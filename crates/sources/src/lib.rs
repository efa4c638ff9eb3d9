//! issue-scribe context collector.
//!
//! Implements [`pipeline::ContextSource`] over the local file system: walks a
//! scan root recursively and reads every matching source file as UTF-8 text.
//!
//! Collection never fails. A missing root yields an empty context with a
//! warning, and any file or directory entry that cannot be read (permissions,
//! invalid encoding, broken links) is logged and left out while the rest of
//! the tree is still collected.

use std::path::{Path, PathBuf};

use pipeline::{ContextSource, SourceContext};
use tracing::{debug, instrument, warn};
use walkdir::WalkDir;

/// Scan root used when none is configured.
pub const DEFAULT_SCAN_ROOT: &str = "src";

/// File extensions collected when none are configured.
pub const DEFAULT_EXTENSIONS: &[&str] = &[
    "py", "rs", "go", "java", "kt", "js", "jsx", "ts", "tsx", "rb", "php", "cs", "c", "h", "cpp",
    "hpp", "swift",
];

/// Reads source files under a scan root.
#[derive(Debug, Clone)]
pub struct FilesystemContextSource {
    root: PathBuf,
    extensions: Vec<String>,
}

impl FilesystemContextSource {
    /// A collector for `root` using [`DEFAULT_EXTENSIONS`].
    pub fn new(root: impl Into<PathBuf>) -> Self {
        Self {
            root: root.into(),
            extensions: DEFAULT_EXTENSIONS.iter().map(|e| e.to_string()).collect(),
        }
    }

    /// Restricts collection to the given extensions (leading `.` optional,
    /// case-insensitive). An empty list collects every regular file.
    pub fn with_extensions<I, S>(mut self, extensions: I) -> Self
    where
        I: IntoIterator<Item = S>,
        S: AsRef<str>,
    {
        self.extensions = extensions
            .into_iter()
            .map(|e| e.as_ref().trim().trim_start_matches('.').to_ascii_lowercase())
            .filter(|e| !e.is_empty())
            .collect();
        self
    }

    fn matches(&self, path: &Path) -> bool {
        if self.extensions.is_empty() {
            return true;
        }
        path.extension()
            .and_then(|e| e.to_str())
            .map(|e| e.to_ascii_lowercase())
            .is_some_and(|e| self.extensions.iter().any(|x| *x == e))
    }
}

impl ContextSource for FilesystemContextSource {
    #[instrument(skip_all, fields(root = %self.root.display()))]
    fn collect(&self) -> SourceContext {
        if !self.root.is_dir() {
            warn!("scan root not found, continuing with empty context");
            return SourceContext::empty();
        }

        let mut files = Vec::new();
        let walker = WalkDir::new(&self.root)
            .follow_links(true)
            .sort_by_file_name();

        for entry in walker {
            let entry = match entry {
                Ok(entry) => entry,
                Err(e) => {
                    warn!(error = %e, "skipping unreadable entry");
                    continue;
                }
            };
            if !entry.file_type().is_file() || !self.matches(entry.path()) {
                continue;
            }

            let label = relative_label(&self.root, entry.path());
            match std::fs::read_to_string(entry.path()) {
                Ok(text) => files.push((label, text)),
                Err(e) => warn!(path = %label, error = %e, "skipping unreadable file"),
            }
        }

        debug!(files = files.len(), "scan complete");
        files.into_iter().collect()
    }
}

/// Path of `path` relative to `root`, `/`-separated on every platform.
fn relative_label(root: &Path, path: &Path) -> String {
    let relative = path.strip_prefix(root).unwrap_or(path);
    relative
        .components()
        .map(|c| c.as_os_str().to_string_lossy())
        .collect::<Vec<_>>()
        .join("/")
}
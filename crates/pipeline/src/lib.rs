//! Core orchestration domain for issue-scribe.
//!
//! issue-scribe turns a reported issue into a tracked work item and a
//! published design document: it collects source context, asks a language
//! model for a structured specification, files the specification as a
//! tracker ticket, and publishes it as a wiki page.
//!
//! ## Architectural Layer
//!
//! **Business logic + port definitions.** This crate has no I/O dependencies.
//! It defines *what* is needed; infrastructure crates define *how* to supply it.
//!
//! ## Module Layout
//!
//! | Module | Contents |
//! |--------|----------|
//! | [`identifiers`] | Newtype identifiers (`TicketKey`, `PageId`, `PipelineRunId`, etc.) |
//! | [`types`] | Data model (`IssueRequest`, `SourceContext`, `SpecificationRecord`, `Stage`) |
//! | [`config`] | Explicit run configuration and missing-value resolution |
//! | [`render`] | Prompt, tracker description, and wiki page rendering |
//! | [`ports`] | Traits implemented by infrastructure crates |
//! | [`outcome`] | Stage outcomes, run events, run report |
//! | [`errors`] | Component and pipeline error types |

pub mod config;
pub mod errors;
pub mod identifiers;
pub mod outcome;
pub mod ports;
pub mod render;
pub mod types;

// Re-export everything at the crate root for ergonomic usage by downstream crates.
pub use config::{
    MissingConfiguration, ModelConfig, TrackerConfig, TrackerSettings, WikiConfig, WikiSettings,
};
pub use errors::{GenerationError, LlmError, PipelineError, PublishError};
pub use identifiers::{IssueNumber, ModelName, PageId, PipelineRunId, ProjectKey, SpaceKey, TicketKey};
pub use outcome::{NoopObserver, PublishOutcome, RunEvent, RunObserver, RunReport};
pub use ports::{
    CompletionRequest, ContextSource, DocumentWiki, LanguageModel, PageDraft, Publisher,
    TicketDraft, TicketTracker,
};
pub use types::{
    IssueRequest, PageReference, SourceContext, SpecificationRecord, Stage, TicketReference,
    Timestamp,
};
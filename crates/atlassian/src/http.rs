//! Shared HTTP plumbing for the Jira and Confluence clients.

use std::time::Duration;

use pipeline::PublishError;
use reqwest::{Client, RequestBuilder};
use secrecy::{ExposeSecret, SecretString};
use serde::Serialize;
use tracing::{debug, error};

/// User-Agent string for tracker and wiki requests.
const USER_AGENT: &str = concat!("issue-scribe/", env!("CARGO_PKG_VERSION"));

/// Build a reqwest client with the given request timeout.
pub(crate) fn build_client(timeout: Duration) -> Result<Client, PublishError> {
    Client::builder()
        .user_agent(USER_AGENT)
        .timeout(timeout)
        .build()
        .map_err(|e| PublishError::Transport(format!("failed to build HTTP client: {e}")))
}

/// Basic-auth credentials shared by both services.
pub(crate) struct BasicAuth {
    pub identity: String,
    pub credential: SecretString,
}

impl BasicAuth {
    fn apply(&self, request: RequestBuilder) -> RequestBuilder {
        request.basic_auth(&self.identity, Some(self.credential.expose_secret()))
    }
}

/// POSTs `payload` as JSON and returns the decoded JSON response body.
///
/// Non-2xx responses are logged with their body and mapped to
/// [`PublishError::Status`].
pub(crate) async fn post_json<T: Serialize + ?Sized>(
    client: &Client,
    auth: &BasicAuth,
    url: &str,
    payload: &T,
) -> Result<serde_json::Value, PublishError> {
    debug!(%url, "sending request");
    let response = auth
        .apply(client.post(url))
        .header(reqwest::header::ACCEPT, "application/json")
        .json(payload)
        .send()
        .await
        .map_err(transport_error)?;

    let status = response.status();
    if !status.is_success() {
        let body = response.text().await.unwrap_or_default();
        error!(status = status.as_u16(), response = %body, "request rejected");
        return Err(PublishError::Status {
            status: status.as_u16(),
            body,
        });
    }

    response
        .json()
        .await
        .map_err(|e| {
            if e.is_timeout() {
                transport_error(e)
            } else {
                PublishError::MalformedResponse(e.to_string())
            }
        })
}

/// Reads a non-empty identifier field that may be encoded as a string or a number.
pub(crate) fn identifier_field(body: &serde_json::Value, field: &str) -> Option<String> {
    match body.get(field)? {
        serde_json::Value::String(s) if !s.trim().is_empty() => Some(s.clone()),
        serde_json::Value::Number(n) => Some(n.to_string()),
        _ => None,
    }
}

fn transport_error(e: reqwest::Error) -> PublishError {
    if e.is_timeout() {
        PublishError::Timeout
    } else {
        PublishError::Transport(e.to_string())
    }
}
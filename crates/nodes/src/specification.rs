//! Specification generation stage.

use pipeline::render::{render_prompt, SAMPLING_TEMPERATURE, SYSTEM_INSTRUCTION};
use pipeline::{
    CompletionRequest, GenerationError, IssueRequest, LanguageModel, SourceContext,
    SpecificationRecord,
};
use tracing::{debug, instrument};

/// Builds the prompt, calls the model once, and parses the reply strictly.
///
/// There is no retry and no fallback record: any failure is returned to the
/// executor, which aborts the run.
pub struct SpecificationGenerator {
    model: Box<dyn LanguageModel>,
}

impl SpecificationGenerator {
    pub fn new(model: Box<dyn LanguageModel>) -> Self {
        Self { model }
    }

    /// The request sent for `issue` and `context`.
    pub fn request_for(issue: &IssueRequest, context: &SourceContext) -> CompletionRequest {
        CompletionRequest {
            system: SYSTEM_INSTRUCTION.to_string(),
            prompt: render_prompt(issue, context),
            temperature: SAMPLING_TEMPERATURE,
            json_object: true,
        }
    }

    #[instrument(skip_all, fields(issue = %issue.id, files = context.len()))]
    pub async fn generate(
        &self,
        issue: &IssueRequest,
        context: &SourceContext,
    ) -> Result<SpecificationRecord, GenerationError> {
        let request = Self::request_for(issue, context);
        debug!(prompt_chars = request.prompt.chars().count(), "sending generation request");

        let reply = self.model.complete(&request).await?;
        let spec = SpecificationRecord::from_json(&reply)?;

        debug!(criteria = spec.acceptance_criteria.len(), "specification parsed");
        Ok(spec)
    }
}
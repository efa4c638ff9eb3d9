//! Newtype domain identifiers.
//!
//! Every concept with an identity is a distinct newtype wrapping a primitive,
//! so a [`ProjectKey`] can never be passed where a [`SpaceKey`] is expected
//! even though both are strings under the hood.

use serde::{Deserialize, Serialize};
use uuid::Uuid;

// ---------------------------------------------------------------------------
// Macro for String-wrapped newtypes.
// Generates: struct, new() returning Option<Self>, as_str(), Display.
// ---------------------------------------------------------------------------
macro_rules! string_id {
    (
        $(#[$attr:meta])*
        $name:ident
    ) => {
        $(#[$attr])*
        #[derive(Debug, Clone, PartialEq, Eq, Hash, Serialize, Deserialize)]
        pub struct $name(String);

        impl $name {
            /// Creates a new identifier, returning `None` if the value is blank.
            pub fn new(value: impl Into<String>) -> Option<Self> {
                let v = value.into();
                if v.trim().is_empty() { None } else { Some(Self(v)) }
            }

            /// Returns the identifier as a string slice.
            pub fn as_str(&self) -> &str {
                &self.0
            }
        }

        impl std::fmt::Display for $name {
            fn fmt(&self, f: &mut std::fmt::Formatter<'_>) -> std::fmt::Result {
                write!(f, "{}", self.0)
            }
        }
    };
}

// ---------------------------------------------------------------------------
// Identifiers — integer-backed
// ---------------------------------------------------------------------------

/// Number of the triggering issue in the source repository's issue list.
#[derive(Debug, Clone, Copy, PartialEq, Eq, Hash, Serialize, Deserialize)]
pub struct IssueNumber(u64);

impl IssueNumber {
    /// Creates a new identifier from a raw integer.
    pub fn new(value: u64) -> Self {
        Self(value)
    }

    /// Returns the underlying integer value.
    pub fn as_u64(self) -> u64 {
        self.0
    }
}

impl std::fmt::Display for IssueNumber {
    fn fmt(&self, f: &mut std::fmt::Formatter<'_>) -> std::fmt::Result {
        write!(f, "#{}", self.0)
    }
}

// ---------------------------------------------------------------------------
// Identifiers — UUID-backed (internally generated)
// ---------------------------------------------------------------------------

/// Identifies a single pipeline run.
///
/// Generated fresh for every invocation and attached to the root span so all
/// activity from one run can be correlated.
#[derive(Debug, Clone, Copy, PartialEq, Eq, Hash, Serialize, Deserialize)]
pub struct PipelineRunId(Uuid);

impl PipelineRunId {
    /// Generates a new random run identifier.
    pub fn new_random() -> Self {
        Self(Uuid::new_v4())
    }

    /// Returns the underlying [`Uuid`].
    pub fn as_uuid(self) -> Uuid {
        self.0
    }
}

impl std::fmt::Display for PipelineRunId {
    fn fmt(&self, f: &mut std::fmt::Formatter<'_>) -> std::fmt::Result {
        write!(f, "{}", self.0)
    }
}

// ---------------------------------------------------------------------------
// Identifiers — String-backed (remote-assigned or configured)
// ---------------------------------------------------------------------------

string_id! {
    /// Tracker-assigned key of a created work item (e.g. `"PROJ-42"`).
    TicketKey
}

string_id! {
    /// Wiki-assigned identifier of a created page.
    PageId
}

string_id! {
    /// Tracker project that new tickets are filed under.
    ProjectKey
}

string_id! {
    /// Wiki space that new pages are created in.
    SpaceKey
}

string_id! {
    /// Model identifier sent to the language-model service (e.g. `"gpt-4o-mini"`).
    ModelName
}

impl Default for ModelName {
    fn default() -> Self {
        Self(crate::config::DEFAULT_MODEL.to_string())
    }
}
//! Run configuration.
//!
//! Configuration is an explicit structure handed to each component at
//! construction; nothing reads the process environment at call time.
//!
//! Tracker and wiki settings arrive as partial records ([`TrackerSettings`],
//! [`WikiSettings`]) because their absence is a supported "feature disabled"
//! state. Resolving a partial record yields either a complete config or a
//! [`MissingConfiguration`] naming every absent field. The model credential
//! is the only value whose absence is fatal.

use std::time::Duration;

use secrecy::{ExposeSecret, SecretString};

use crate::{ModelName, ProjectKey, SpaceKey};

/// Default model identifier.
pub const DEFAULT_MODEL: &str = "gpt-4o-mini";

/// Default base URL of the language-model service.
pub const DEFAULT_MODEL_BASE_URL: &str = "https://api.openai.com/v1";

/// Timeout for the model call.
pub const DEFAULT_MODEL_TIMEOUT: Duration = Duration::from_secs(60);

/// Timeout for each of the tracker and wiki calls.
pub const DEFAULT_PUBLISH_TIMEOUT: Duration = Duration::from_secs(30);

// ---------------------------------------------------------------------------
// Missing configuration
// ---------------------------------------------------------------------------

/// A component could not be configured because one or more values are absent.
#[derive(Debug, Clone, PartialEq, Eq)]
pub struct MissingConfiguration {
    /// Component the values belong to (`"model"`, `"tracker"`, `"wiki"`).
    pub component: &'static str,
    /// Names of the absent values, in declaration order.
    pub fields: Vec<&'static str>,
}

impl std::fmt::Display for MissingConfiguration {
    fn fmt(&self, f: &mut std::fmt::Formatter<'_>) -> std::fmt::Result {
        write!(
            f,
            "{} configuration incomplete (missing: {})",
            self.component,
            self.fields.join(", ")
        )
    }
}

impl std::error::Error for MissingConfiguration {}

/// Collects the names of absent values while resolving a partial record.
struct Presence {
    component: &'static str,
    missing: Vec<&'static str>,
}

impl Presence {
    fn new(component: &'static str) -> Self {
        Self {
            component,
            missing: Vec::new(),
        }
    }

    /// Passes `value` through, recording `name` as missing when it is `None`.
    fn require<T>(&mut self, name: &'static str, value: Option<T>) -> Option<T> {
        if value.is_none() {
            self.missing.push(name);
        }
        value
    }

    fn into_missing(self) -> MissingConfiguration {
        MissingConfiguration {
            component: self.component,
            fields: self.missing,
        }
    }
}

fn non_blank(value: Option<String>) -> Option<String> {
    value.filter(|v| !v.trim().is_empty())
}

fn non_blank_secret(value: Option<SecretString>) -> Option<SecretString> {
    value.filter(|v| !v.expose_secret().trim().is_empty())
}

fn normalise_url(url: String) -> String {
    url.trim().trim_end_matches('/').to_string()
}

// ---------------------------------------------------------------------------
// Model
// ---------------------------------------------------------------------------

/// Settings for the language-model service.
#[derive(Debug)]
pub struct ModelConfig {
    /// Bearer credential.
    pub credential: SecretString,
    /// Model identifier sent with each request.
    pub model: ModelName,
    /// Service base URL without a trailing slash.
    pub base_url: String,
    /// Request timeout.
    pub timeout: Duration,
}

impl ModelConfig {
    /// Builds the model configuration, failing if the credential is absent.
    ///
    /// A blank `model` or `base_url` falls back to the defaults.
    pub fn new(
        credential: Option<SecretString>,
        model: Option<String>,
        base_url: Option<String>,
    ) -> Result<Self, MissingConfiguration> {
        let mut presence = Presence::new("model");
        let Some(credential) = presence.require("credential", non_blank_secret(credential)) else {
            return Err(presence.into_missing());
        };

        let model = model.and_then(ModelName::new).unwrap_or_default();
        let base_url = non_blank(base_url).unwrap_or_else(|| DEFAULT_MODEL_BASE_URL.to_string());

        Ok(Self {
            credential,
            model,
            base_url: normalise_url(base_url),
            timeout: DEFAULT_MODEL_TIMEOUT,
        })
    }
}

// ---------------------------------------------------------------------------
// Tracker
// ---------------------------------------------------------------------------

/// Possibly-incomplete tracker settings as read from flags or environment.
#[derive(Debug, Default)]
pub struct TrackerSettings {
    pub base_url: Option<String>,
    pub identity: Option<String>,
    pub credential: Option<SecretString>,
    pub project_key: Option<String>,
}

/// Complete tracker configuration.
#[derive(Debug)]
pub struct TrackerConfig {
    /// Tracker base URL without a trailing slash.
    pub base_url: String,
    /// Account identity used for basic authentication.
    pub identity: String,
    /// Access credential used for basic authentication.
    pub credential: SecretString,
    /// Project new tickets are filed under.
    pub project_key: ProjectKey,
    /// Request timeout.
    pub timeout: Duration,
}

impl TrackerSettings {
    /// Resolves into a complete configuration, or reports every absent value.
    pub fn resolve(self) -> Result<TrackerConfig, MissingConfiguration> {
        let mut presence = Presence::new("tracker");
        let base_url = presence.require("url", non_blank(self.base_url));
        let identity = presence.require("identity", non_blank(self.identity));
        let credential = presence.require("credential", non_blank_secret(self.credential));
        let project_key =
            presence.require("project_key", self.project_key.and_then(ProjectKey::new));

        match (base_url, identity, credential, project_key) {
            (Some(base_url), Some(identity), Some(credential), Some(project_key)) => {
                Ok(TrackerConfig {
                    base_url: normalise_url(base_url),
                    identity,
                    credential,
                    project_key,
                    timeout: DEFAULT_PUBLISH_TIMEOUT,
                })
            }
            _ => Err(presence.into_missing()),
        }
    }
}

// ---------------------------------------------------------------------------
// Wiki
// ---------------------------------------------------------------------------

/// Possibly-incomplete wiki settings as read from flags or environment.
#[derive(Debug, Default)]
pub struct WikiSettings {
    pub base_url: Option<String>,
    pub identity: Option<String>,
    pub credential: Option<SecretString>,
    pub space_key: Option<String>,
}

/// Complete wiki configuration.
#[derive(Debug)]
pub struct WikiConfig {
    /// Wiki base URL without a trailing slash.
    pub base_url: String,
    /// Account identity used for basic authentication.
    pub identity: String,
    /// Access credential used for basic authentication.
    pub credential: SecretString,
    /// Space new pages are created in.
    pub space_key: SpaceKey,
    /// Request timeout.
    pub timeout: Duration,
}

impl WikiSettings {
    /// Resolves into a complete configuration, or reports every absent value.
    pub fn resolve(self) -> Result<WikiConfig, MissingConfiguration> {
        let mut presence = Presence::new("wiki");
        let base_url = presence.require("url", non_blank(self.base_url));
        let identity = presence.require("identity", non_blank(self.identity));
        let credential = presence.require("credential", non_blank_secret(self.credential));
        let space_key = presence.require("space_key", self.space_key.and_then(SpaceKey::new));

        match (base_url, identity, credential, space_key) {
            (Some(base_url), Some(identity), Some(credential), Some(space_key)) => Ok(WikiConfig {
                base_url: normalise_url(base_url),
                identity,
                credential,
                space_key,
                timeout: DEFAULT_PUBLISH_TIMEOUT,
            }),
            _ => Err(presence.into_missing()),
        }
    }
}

* **Problem details**
Copy each line in the listing where "Creates" appears.

* **Task response**
            /// Creates a new identifier, returning `None` if the value is blank.
    /// Creates a new identifier from a raw integer.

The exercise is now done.